// Performance metrics module
//
// Provides lightweight metrics tracking for monitoring batch runs

use std::sync::atomic::{AtomicU64, AtomicUsize, Ordering};
use std::time::{Duration, Instant};

/// Process-wide performance metrics
///
/// Uses atomic operations for thread-safe metric tracking without locks.
/// Metrics are collected throughout the application lifecycle and logged
/// on shutdown, with periodic snapshots during long batch runs.
#[derive(Debug)]
pub struct Metrics {
    /// Total number of folders processed successfully
    pub folders_succeeded: AtomicUsize,

    /// Total number of folders skipped
    pub folders_skipped: AtomicUsize,

    /// Total number of folders that failed
    pub folders_failed: AtomicUsize,

    /// Total per-folder processing time in milliseconds
    pub total_processing_time_ms: AtomicU64,

    /// Number of chat completion calls attempted
    pub provider_calls: AtomicU64,

    /// Number of chat completion calls that failed after retries
    pub provider_failures: AtomicU64,

    /// Number of state updates performed
    pub state_updates: AtomicU64,

    /// Number of state broadcasts delivered to a subscriber
    pub state_broadcasts: AtomicU64,

    /// Number of state broadcasts with no subscriber listening
    pub state_broadcast_errors: AtomicU64,

    /// Application start time
    start_time: Instant,
}

impl Metrics {
    /// Create a new Metrics instance
    pub fn new() -> Self {
        Self {
            folders_succeeded: AtomicUsize::new(0),
            folders_skipped: AtomicUsize::new(0),
            folders_failed: AtomicUsize::new(0),
            total_processing_time_ms: AtomicU64::new(0),
            provider_calls: AtomicU64::new(0),
            provider_failures: AtomicU64::new(0),
            state_updates: AtomicU64::new(0),
            state_broadcasts: AtomicU64::new(0),
            state_broadcast_errors: AtomicU64::new(0),
            start_time: Instant::now(),
        }
    }

    /// Record a successfully processed folder
    pub fn record_folder_succeeded(&self) {
        self.folders_succeeded.fetch_add(1, Ordering::Relaxed);
    }

    /// Record a skipped folder
    pub fn record_folder_skipped(&self) {
        self.folders_skipped.fetch_add(1, Ordering::Relaxed);
    }

    /// Record a failed folder
    pub fn record_folder_failed(&self) {
        self.folders_failed.fetch_add(1, Ordering::Relaxed);
    }

    /// Record wall time spent processing one folder
    pub fn record_processing_time(&self, duration: Duration) {
        self.total_processing_time_ms
            .fetch_add(duration.as_millis() as u64, Ordering::Relaxed);
    }

    /// Record a chat completion call
    pub fn record_provider_call(&self) {
        self.provider_calls.fetch_add(1, Ordering::Relaxed);
    }

    /// Record a chat completion call that failed after retries
    pub fn record_provider_failure(&self) {
        self.provider_failures.fetch_add(1, Ordering::Relaxed);
    }

    /// Record a state update
    pub fn record_state_update(&self) {
        self.state_updates.fetch_add(1, Ordering::Relaxed);
    }

    /// Record a delivered state broadcast
    pub fn record_state_broadcast(&self) {
        self.state_broadcasts.fetch_add(1, Ordering::Relaxed);
    }

    /// Record a state broadcast that found no subscriber
    pub fn record_state_broadcast_error(&self) {
        self.state_broadcast_errors.fetch_add(1, Ordering::Relaxed);
    }

    /// Total number of folders processed so far
    pub fn folders_processed(&self) -> usize {
        self.folders_succeeded.load(Ordering::Relaxed)
            + self.folders_skipped.load(Ordering::Relaxed)
            + self.folders_failed.load(Ordering::Relaxed)
    }

    /// Get total uptime
    pub fn uptime(&self) -> Duration {
        self.start_time.elapsed()
    }

    /// Get average processing time per folder in milliseconds
    pub fn avg_folder_time_ms(&self) -> f64 {
        let total = self.total_processing_time_ms.load(Ordering::Relaxed);
        let count = self.folders_processed();
        if count > 0 {
            total as f64 / count as f64
        } else {
            0.0
        }
    }

    /// Log metrics summary
    pub fn log_summary(&self) {
        let uptime = self.uptime();
        tracing::info!("=== Performance Metrics Summary ===");
        tracing::info!("Uptime: {:.2}s", uptime.as_secs_f64());
        tracing::info!(
            "Folders: {} succeeded, {} skipped, {} failed",
            self.folders_succeeded.load(Ordering::Relaxed),
            self.folders_skipped.load(Ordering::Relaxed),
            self.folders_failed.load(Ordering::Relaxed)
        );
        tracing::info!(
            "Total processing time: {:.2}s (avg: {:.2}ms per folder)",
            self.total_processing_time_ms.load(Ordering::Relaxed) as f64 / 1000.0,
            self.avg_folder_time_ms()
        );
        tracing::info!(
            "Provider calls: {}, failures: {}",
            self.provider_calls.load(Ordering::Relaxed),
            self.provider_failures.load(Ordering::Relaxed)
        );
        tracing::info!(
            "State updates: {}, broadcasts: {}, unheard: {}",
            self.state_updates.load(Ordering::Relaxed),
            self.state_broadcasts.load(Ordering::Relaxed),
            self.state_broadcast_errors.load(Ordering::Relaxed)
        );
    }

    /// Log periodic metrics (for long-running batches)
    pub fn log_periodic(&self) {
        tracing::info!(
            "Metrics: {} folders processed, {} provider calls, uptime {:.0}s",
            self.folders_processed(),
            self.provider_calls.load(Ordering::Relaxed),
            self.uptime().as_secs_f64()
        );
    }
}

impl Default for Metrics {
    fn default() -> Self {
        Self::new()
    }
}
=-=-=-=-=
What you are asked to do ->
Read through the material above, and whenever a line contains "tracking", copy it.

Task solution ->
// Provides lightweight metrics tracking for monitoring batch runs
/// Uses atomic operations for thread-safe metric tracking without locks.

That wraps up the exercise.